I had a good few days in Kansas was able to take two turkeys pictured as the first two attachments and an Eastern in Missouri Wednesday morning. All shot on public land
I have a question for all of you turkey experts I was in the heart of Rio country near Salina but the first pic looks a lot like a Merriam?
The Eastern was my biggest to date 26lbs 11.5 beard 1 3/8th and 1 1/2 inch spurs
Remington 870 Smag Nitro ammo 3.5 4*5*6 hevi distances 35-40-53 yards
Congrats..
Jake patrol and yardage police are slow this morning. :OGturkeyhead:
lol Jake patrol are people going to put me down for shooting a jake? as for yardage my set up will kill a turkey 100 out of 100 times at 50-55 yards with my set up if I shoot straight. The big eastern should make up for the Jakes a side note about a Jake I ate him yesterday the most tender tastiest turkey strips I have ever had and in all honesty the hunt for the jake was more exciting than the 26lb eastern had 20 birds inside 15 yards interacting with the dekes for 5 minutes the big eastern snuck in on me silent.
Pretty country you were able to hunt. That is the complete package for a hunt birds and scenery. You hunt how you want, no issue.

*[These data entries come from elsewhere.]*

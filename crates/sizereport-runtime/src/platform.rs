#![forbid(unsafe_code)]

//! Host capability for observing an element's content box.

use std::rc::Rc;

use sizereport_core::{Result, SizeSample};

/// One batched notification from the host's layout observer.
#[derive(Debug, Clone, Copy, PartialEq, Default)]
pub struct RawResizeEvent {
    /// Content box of the observed element, if the host reported one.
    pub content_box: Option<SizeSample>,
}

impl RawResizeEvent {
    #[must_use]
    pub fn sample(width: f64, height: f64) -> Self {
        Self {
            content_box: Some(SizeSample::new(width, height)),
        }
    }

    /// A notification that carried no content box.
    #[must_use]
    pub fn empty() -> Self {
        Self { content_box: None }
    }
}

impl From<SizeSample> for RawResizeEvent {
    fn from(sample: SizeSample) -> Self {
        Self {
            content_box: Some(sample),
        }
    }
}

/// Receiver the host invokes for every notification.
pub type RawEventSink = Rc<dyn Fn(RawResizeEvent)>;

/// Layout-observation primitive of a host environment.
///
/// `release` takes the handle by value: a handle can be released at most
/// once, and only by whoever owns it.
pub trait ResizePlatform {
    type Element;
    type Handle;

    /// Start delivering content-box changes of `element` to `sink`.
    ///
    /// Fails with [`SizeReportError::PlatformUnavailable`] when the host
    /// cannot create its observer.
    ///
    /// [`SizeReportError::PlatformUnavailable`]: sizereport_core::SizeReportError::PlatformUnavailable
    fn observe(&self, element: &Self::Element, sink: RawEventSink) -> Result<Self::Handle>;

    /// Stop observing.
    fn release(&self, handle: Self::Handle);
}
//! `ResizeObserver`-backed platform.

use std::fmt;

use js_sys::Array;
use sizereport_core::{Result, SizeReportError};
use sizereport_runtime::{RawEventSink, RawResizeEvent, ResizePlatform};
use tracing::debug;
use wasm_bindgen::JsCast;
use wasm_bindgen::JsValue;
use wasm_bindgen::prelude::Closure;
use web_sys::{Element, ResizeObserver, ResizeObserverEntry};

use crate::convert::event_from_rect;

/// Observer listener. Receives the batch of entries for one layout pass.
type Listener = Closure<dyn FnMut(Array)>;

/// One `ResizeObserver` watching one element.
///
/// Owns the listener closure; the observer must be disconnected before the
/// closure is dropped, which [`DomResizePlatform::release`] does.
pub struct DomObservation {
    observer: ResizeObserver,
    _listener: Listener,
}

impl fmt::Debug for DomObservation {
    fn fmt(&self, f: &mut fmt::Formatter<'_>) -> fmt::Result {
        f.debug_struct("DomObservation").finish_non_exhaustive()
    }
}

/// Platform backed by the DOM `ResizeObserver`.
#[derive(Debug, Clone, Copy, Default)]
pub struct DomResizePlatform;

impl DomResizePlatform {
    #[must_use]
    pub fn new() -> Self {
        Self
    }
}

impl ResizePlatform for DomResizePlatform {
    type Element = Element;
    type Handle = DomObservation;

    fn observe(&self, element: &Element, sink: RawEventSink) -> Result<DomObservation> {
        let listener: Listener = Closure::new(move |entries: Array| {
            sink(first_entry_event(&entries));
        });
        let observer = ResizeObserver::new(listener.as_ref().unchecked_ref())
            .map_err(|err| SizeReportError::platform(describe(&err)))?;
        observer.observe(element);
        debug!(tag = %element.tag_name(), "ResizeObserver attached");
        Ok(DomObservation {
            observer,
            _listener: listener,
        })
    }

    fn release(&self, handle: DomObservation) {
        handle.observer.disconnect();
    }
}

/// Each observer watches one element, so only the first entry matters.
fn first_entry_event(entries: &Array) -> RawResizeEvent {
    match entries.get(0).dyn_into::<ResizeObserverEntry>() {
        Ok(entry) => {
            let rect = entry.content_rect();
            event_from_rect(rect.width(), rect.height())
        }
        Err(_) => RawResizeEvent::empty(),
    }
}

fn describe(err: &JsValue) -> String {
    err.as_string().unwrap_or_else(|| format!("{err:?}"))
}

Yes, Central / Western Kansas is beutiful I have no trouble at all spending hours on a set up out there just watching the day pass.
First time I ever hunted in Kansas we were close to Salina. Me and my brother both killed our birds first day of shotgun season. 2 looked like easterns 1 rio and 1 merriam lookin bird. He has it mounted and you'd swear it was Later that day we were talkin to a man who remembered when they first had released turkeys out there. 30-40 yrs ago. He said they released a lil bit of everything out there not just rios Been back several other times since and always killed rio lookin birds Id say most birds in that area are the traditional rio bird. But there is possibility (small) you
Might kill something different looking. Just my opinion.
Nice birds. Kansas is the place where you can find several different "looks" within a single flock. ;)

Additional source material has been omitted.